I'll spare you a link to one of the talking heads of the "anti-aging" marketplace discussing her plans to live to 110, and how other folk might, hypothetically, follow along at home. You can find it easily enough via Google if so inclined. It puts me in mind of the following entirely made-up short exchange:

Me: I hear you are planning to live to 110?

Talking Head: Yes.

Me: So you must be donating handsomely to help fund the SENS research program, which aims to repair the causes of aging, right?

Talking Head: No.

Me: You're not planning this very well at all, then, are you?

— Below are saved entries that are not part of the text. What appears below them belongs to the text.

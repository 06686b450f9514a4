//! Configuration Module
//!
//! 提供应用配置管理功能，支持多层级配置来源：
//! - 环境变量（最高优先级，前缀 `CLONEVOX_`）
//! - 配置文件（TOML 格式）
//! - 默认值（最低优先级）

mod loader;
mod types;

pub use loader::{load_config, load_config_from_path, print_config, ConfigError};
pub use types::{
    AppConfig, BackendEndpointConfig, BackendsConfig, DatabaseConfig, LogConfig,
    PersistenceKind, ServerConfig, SpeakersConfig, SynthesisConfig,
};
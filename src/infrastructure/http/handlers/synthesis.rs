//! Synthesis HTTP Handler
//!
//! 合成在独立任务中执行；客户端断开时 drop guard 取消令牌，
//! 编排器在下一次尝试前停止

use axum::{
    extract::State,
    http::{header, HeaderMap, HeaderName, HeaderValue},
    response::{IntoResponse, Response},
    Json,
};
use std::sync::Arc;
use tokio_util::sync::CancellationToken;

use crate::application::SynthesisOutcome;
use crate::infrastructure::http::dto::SynthesizeRequest;
use crate::infrastructure::http::error::ApiError;
use crate::infrastructure::http::state::AppState;

pub const X_CHUNK_COUNT: HeaderName = HeaderName::from_static("x-chunk-count");
pub const X_CHUNK_ATTEMPTS: HeaderName = HeaderName::from_static("x-chunk-attempts");
pub const X_CHUNKS_BELOW_THRESHOLD: HeaderName =
    HeaderName::from_static("x-chunks-below-threshold");
pub const X_BACKEND: HeaderName = HeaderName::from_static("x-backend");
pub const X_AUDIO_DURATION_MS: HeaderName = HeaderName::from_static("x-audio-duration-ms");

/// 合成语音，返回 audio/wav
pub async fn synthesize(
    State(state): State<Arc<AppState>>,
    Json(req): Json<SynthesizeRequest>,
) -> Result<Response, ApiError> {
    let command = req.into_command(&state.synthesis_defaults);

    let cancel = CancellationToken::new();
    let guard = cancel.clone().drop_guard();

    let task_state = state.clone();
    let task = tokio::spawn(async move {
        task_state
            .synthesis_service
            .handle(command, cancel)
            .await
    });

    let outcome = task
        .await
        .map_err(|e| ApiError::internal(format!("Synthesis task failed: {}", e)))??;
    guard.disarm();

    let wav = state.codec.encode(outcome.audio.buffer());
    let headers = diagnostic_headers(&outcome)?;

    Ok((headers, [(header::CONTENT_TYPE, "audio/wav")], wav).into_response())
}

fn diagnostic_headers(outcome: &SynthesisOutcome) -> Result<HeaderMap, ApiError> {
    let attempts = outcome
        .chunks
        .iter()
        .map(|c| c.attempts.to_string())
        .collect::<Vec<_>>()
        .join(",");

    let mut headers = HeaderMap::new();
    headers.insert(X_CHUNK_COUNT, HeaderValue::from(outcome.chunks.len()));
    headers.insert(X_CHUNK_ATTEMPTS, header_value(&attempts)?);
    headers.insert(
        X_CHUNKS_BELOW_THRESHOLD,
        HeaderValue::from(outcome.chunks_below_threshold()),
    );
    headers.insert(X_BACKEND, header_value(&outcome.backend)?);
    headers.insert(
        X_AUDIO_DURATION_MS,
        HeaderValue::from(outcome.audio.buffer().duration_ms()),
    );
    Ok(headers)
}

fn header_value(value: &str) -> Result<HeaderValue, ApiError> {
    HeaderValue::from_str(value).map_err(|e| ApiError::internal(format!("Invalid header: {}", e)))
}
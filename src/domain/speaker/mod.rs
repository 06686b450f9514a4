//! Speaker Context - 说话人限界上下文
//!
//! 职责:
//! - 说话人 ID 校验
//! - 参考音频时长校验（仅在注册时）
//! - Speaker 聚合

mod aggregate;
mod errors;
mod value_objects;

pub use aggregate::Speaker;
pub use errors::SpeakerError;
pub use value_objects::{DurationBounds, ReferenceDuration, SpeakerId, MAX_SPEAKER_ID_CHARS};
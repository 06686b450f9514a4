//! Speaker Query Handlers

use std::sync::Arc;

use crate::application::error::ApplicationError;
use crate::application::ports::SpeakerRepositoryPort;
use crate::application::queries::{GetSpeaker, ListSpeakers};
use crate::domain::speaker::{Speaker, SpeakerId};

// ============================================================================
// Response DTOs
// ============================================================================

/// 说话人详情响应
#[derive(Debug, Clone)]
pub struct SpeakerResponse {
    pub id: String,
    pub duration_secs: f64,
    pub created_at: String,
}

impl From<Speaker> for SpeakerResponse {
    fn from(speaker: Speaker) -> Self {
        Self {
            id: speaker.id().to_string(),
            duration_secs: speaker.duration().as_secs(),
            created_at: speaker.created_at().to_rfc3339(),
        }
    }
}

// ============================================================================
// Handlers
// ============================================================================

/// GetSpeaker Handler
pub struct GetSpeakerHandler {
    speaker_repo: Arc<dyn SpeakerRepositoryPort>,
}

impl GetSpeakerHandler {
    pub fn new(speaker_repo: Arc<dyn SpeakerRepositoryPort>) -> Self {
        Self { speaker_repo }
    }

    pub async fn handle(&self, query: GetSpeaker) -> Result<SpeakerResponse, ApplicationError> {
        let id = SpeakerId::new(query.speaker_id.clone())
            .map_err(|_| ApplicationError::SpeakerNotFound(query.speaker_id.clone()))?;

        let speaker = self
            .speaker_repo
            .find_by_id(&id)
            .await?
            .ok_or(ApplicationError::SpeakerNotFound(query.speaker_id))?;

        Ok(SpeakerResponse::from(speaker))
    }
}

/// ListSpeakers Handler
pub struct ListSpeakersHandler {
    speaker_repo: Arc<dyn SpeakerRepositoryPort>,
}

impl ListSpeakersHandler {
    pub fn new(speaker_repo: Arc<dyn SpeakerRepositoryPort>) -> Self {
        Self { speaker_repo }
    }

    pub async fn handle(&self, _query: ListSpeakers) -> Result<Vec<SpeakerResponse>, ApplicationError> {
        let speakers = self.speaker_repo.find_all().await?;
        Ok(speakers.into_iter().map(SpeakerResponse::from).collect())
    }
}

#[cfg(test)]
mod tests {
    use super::*;
    use crate::domain::speaker::{DurationBounds, ReferenceDuration};
    use crate::infrastructure::memory::InMemorySpeakerRepository;
    use std::path::PathBuf;

    async fn repo_with(ids: &[&str]) -> Arc<InMemorySpeakerRepository> {
        let repo = Arc::new(InMemorySpeakerRepository::new());
        for id in ids {
            let speaker = Speaker::register(
                SpeakerId::new(*id).unwrap(),
                PathBuf::from(format!("{}.wav", id)),
                ReferenceDuration::validate(4.0, DurationBounds::default()).unwrap(),
            );
            repo.save(&speaker).await.unwrap();
        }
        repo
    }

    #[tokio::test]
    async fn test_list_and_get() {
        let repo = repo_with(&["bob", "alice"]).await;

        let list = ListSpeakersHandler::new(repo.clone())
            .handle(ListSpeakers)
            .await
            .unwrap();
        let ids: Vec<&str> = list.iter().map(|s| s.id.as_str()).collect();
        assert_eq!(ids, vec!["alice", "bob"]);

        let get = GetSpeakerHandler::new(repo);
        let alice = get
            .handle(GetSpeaker { speaker_id: "alice".to_string() })
            .await
            .unwrap();
        assert!((alice.duration_secs - 4.0).abs() < 1e-9);

        let err = get
            .handle(GetSpeaker { speaker_id: "../etc".to_string() })
            .await
            .unwrap_err();
        assert_eq!(err.kind(), "speaker_not_found");
    }
}
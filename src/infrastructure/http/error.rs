//! HTTP Error Handling
//!
//! ApplicationError → ApiError → `{errno, kind, error, data: null}`

use axum::{
    http::StatusCode,
    response::{IntoResponse, Response},
    Json,
};
use serde::Serialize;

use crate::application::ApplicationError;

/// 统一错误响应格式
#[derive(Debug, Serialize)]
pub struct ErrorResponse {
    pub errno: i32,
    pub kind: String,
    pub error: String,
    pub data: Option<()>,
}

/// 错误码定义（与 HTTP 状态码一致）
pub mod errno {
    pub const BAD_REQUEST: i32 = 400;
    pub const NOT_FOUND: i32 = 404;
    pub const CONFLICT: i32 = 409;
    pub const PAYLOAD_TOO_LARGE: i32 = 413;
    pub const CLIENT_CLOSED_REQUEST: i32 = 499;
    pub const INTERNAL_ERROR: i32 = 500;
    pub const SERVICE_UNAVAILABLE: i32 = 503;
}

/// API 错误
#[derive(Debug)]
pub struct ApiError {
    errno: i32,
    kind: String,
    message: String,
}

impl ApiError {
    pub fn new(errno: i32, kind: impl Into<String>, message: impl Into<String>) -> Self {
        Self {
            errno,
            kind: kind.into(),
            message: message.into(),
        }
    }

    pub fn bad_request(message: impl Into<String>) -> Self {
        Self::new(errno::BAD_REQUEST, "validation_error", message)
    }

    pub fn internal(message: impl Into<String>) -> Self {
        Self::new(errno::INTERNAL_ERROR, "internal_error", message)
    }

    pub fn errno(&self) -> i32 {
        self.errno
    }

    pub fn kind(&self) -> &str {
        &self.kind
    }

    pub fn message(&self) -> &str {
        &self.message
    }

    fn status(&self) -> StatusCode {
        StatusCode::from_u16(self.errno as u16).unwrap_or(StatusCode::INTERNAL_SERVER_ERROR)
    }
}

impl IntoResponse for ApiError {
    fn into_response(self) -> Response {
        let status = self.status();

        if status.is_server_error() {
            tracing::error!(errno = self.errno, kind = %self.kind, error = %self.message, "Request failed");
        } else {
            tracing::warn!(errno = self.errno, kind = %self.kind, error = %self.message, "Request rejected");
        }

        let body = ErrorResponse {
            errno: self.errno,
            kind: self.kind,
            error: self.message,
            data: None,
        };

        (status, Json(body)).into_response()
    }
}

impl From<ApplicationError> for ApiError {
    fn from(e: ApplicationError) -> Self {
        let code = match &e {
            ApplicationError::ValidationError(_) | ApplicationError::Speaker(_) => {
                errno::BAD_REQUEST
            }
            ApplicationError::SpeakerNotFound(_) => errno::NOT_FOUND,
            ApplicationError::BackendNotAvailable(_) => errno::CONFLICT,
            ApplicationError::NoBackendAvailable(_) => errno::SERVICE_UNAVAILABLE,
            ApplicationError::Cancelled => errno::CLIENT_CLOSED_REQUEST,
            ApplicationError::ChunkSynthesisFailed { .. }
            | ApplicationError::FormatMismatch(_)
            | ApplicationError::RepositoryError(_)
            | ApplicationError::StorageError(_)
            | ApplicationError::InternalError(_) => errno::INTERNAL_ERROR,
        };

        ApiError::new(code, e.kind(), e.to_string())
    }
}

People show up every now and again in public forums with talk of planning to live for a long time in good health using nothing more than supplements, diet, and exercise: make all the right lifestyle choices, eat a good diet, don't get fat, be calorie restricted, and so forth. There's even a billionaire who was talking a good game on the topic a couple of years back. Good health practices all raise the odds of living a healthier life, but with present day medical technology those odds don't see you making it to 90, let alone 100 or 110. Living as healthily as possible gives you slim odds - perhaps somewhere a little north of 25% - of celebrating your 90th birthday under present medical capabilities. The odds get worse if you let yourself go.

The simple, unfortunate truth of the matter is this: if eating exceedingly well really could let people live to 100 and beyond with any reliability, then this would be well known, and the world population would include thousands upon thousands upon thousands of centenarians.

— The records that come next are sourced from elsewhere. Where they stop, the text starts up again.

//! In-Memory Speaker Repository

use async_trait::async_trait;
use dashmap::DashMap;
use std::sync::Arc;

use crate::application::ports::{RepositoryError, SpeakerRepositoryPort};
use crate::domain::speaker::{Speaker, SpeakerId};

/// 内存说话人仓储（`persistence = "memory"` 及测试使用）
pub struct InMemorySpeakerRepository {
    speakers: DashMap<SpeakerId, Speaker>,
}

impl InMemorySpeakerRepository {
    pub fn new() -> Self {
        Self {
            speakers: DashMap::new(),
        }
    }

    pub fn arc(self) -> Arc<Self> {
        Arc::new(self)
    }
}

impl Default for InMemorySpeakerRepository {
    fn default() -> Self {
        Self::new()
    }
}

#[async_trait]
impl SpeakerRepositoryPort for InMemorySpeakerRepository {
    async fn save(&self, speaker: &Speaker) -> Result<(), RepositoryError> {
        self.speakers.insert(speaker.id().clone(), speaker.clone());
        Ok(())
    }

    async fn find_by_id(&self, id: &SpeakerId) -> Result<Option<Speaker>, RepositoryError> {
        Ok(self.speakers.get(id).map(|s| s.clone()))
    }

    async fn find_all(&self) -> Result<Vec<Speaker>, RepositoryError> {
        let mut speakers: Vec<Speaker> = self.speakers.iter().map(|s| s.value().clone()).collect();
        speakers.sort_by(|a, b| a.id().cmp(b.id()));
        Ok(speakers)
    }

    async fn delete(&self, id: &SpeakerId) -> Result<bool, RepositoryError> {
        Ok(self.speakers.remove(id).is_some())
    }

    async fn count(&self) -> Result<usize, RepositoryError> {
        Ok(self.speakers.len())
    }
}

#[cfg(test)]
mod tests {
    use super::*;
    use crate::domain::speaker::{DurationBounds, ReferenceDuration};
    use std::path::PathBuf;

    fn speaker(id: &str, secs: f64) -> Speaker {
        Speaker::register(
            SpeakerId::new(id).unwrap(),
            PathBuf::from(format!("{}.wav", id)),
            ReferenceDuration::validate(secs, DurationBounds::default()).unwrap(),
        )
    }

    #[tokio::test]
    async fn test_save_replaces_existing() {
        let repo = InMemorySpeakerRepository::new();
        repo.save(&speaker("alice", 5.0)).await.unwrap();
        repo.save(&speaker("alice", 7.0)).await.unwrap();

        let id = SpeakerId::new("alice").unwrap();
        let found = repo.find_by_id(&id).await.unwrap().unwrap();
        assert_eq!(found.duration().as_secs(), 7.0);
        assert_eq!(repo.count().await.unwrap(), 1);

        assert!(repo.delete(&id).await.unwrap());
        assert!(!repo.delete(&id).await.unwrap());
    }
}
//! Backend Adapters - 合成后端实现
//!
//! - XTTS / OpenVoice / Chatterbox: 外部模型服务的 HTTP 客户端
//! - Fake: 脚本化的测试后端

mod chatterbox;
mod fake_backend;
mod model_server;
mod openvoice;
mod xtts;

pub use chatterbox::{ChatterboxBackend, CHATTERBOX_BACKEND};
pub use fake_backend::{FakeOutcome, FakeSynthesisBackend, FakeSynthesisBackendConfig};
pub use model_server::{ModelServerClient, ModelServerConfig};
pub use openvoice::{openvoice_language, OpenVoiceBackend, OPENVOICE_BACKEND};
pub use xtts::{xtts_language, XttsBackend, XTTS_BACKEND, XTTS_LANGUAGES};

/// 已知的后端名称（按默认优先级）
pub const KNOWN_BACKENDS: [&str; 3] = [XTTS_BACKEND, OPENVOICE_BACKEND, CHATTERBOX_BACKEND];
//! Audio Context - Errors

use thiserror::Error;

use super::PcmFormat;

#[derive(Debug, Error)]
pub enum AudioError {
    #[error("无效的 PCM 格式: {0}")]
    InvalidFormat(String),

    #[error("PCM 数据长度 {len} 不是帧大小 {block_align} 的整数倍")]
    MisalignedData { len: usize, block_align: usize },

    #[error("没有可拼接的分段音频")]
    EmptyInput,

    #[error("分段 {index} 格式不一致: 期望 {expected}, 实际 {found}")]
    FormatMismatch {
        index: usize,
        expected: PcmFormat,
        found: PcmFormat,
    },
}
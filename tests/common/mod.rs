#![allow(dead_code)]

use std::path::PathBuf;
use std::sync::Arc;

use clonevox::application::{
    AudioCodecPort, BackendRegistry, BackendRegistryConfig, SpeakerRepositoryPort,
    SynthesisBackendPort,
};
use clonevox::domain::audio::{PcmBuffer, PcmFormat};
use clonevox::domain::speaker::{DurationBounds, ReferenceDuration, Speaker, SpeakerId};
use clonevox::infrastructure::adapters::{FakeSynthesisBackend, WavCodec};
use clonevox::infrastructure::memory::InMemorySpeakerRepository;

/// 指定时长的静音 WAV（8kHz 单声道 16bit）
pub fn wav_bytes(duration_ms: u64) -> Vec<u8> {
    let format = PcmFormat::mono_16bit(8000);
    let frames = (duration_ms * 8) as usize;
    let buffer = PcmBuffer::silence(format, frames).unwrap();
    WavCodec::new().encode(&buffer)
}

/// xtts / openvoice / chatterbox 三个 fake 后端
pub struct Backends {
    pub xtts: Arc<FakeSynthesisBackend>,
    pub openvoice: Arc<FakeSynthesisBackend>,
    pub chatterbox: Arc<FakeSynthesisBackend>,
}

impl Backends {
    pub fn new(xtts: FakeSynthesisBackend) -> Self {
        Self {
            xtts: Arc::new(xtts),
            openvoice: Arc::new(FakeSynthesisBackend::named("openvoice").unhealthy()),
            chatterbox: Arc::new(FakeSynthesisBackend::named("chatterbox")),
        }
    }

    pub async fn registry(&self) -> Arc<BackendRegistry> {
        let backends: Vec<Arc<dyn SynthesisBackendPort>> = vec![
            self.chatterbox.clone() as Arc<dyn SynthesisBackendPort>,
            self.openvoice.clone() as Arc<dyn SynthesisBackendPort>,
            self.xtts.clone() as Arc<dyn SynthesisBackendPort>,
        ];
        Arc::new(BackendRegistry::load(backends, BackendRegistryConfig::default()).await)
    }
}

pub async fn repo_with_speaker(id: &str) -> Arc<InMemorySpeakerRepository> {
    let repo = Arc::new(InMemorySpeakerRepository::new());
    let speaker = Speaker::register(
        SpeakerId::new(id).unwrap(),
        PathBuf::from(format!("data/speakers/{}.wav", id)),
        ReferenceDuration::validate(6.0, DurationBounds::default()).unwrap(),
    );
    repo.save(&speaker).await.unwrap();
    repo
}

So plan away, planners. It won't help all that much in achieving any goal related to the number of candles on your cake, though it may well make your life much more pleasant along the way. Good health is a very underrated thing, usually by those who still have it. The only way the planner demographic will reliably hit their high-end life span targets is by benefiting from advances in medical technology, i.e. from the results of actions and initiatives that have absolutely nothing to do with their personal health practices. For the presently older demographic, those advances would have to be of the sort envisaged in the Strategies for Engineered Negligible Senescence (SENS): ways to actually create rejuvenation in the old by addressing the cellular and molecular damage that causes aging.

The bottom line here: if you're planning to live to 110, then you aren't planning very well if those plans don't largely revolve around helping to fund rejuvenation research of the sort pioneered by the SENS Research Foundation. Advances in medicine don't just happen: they require money, advocacy, and hard work. Which of those are you helping out with?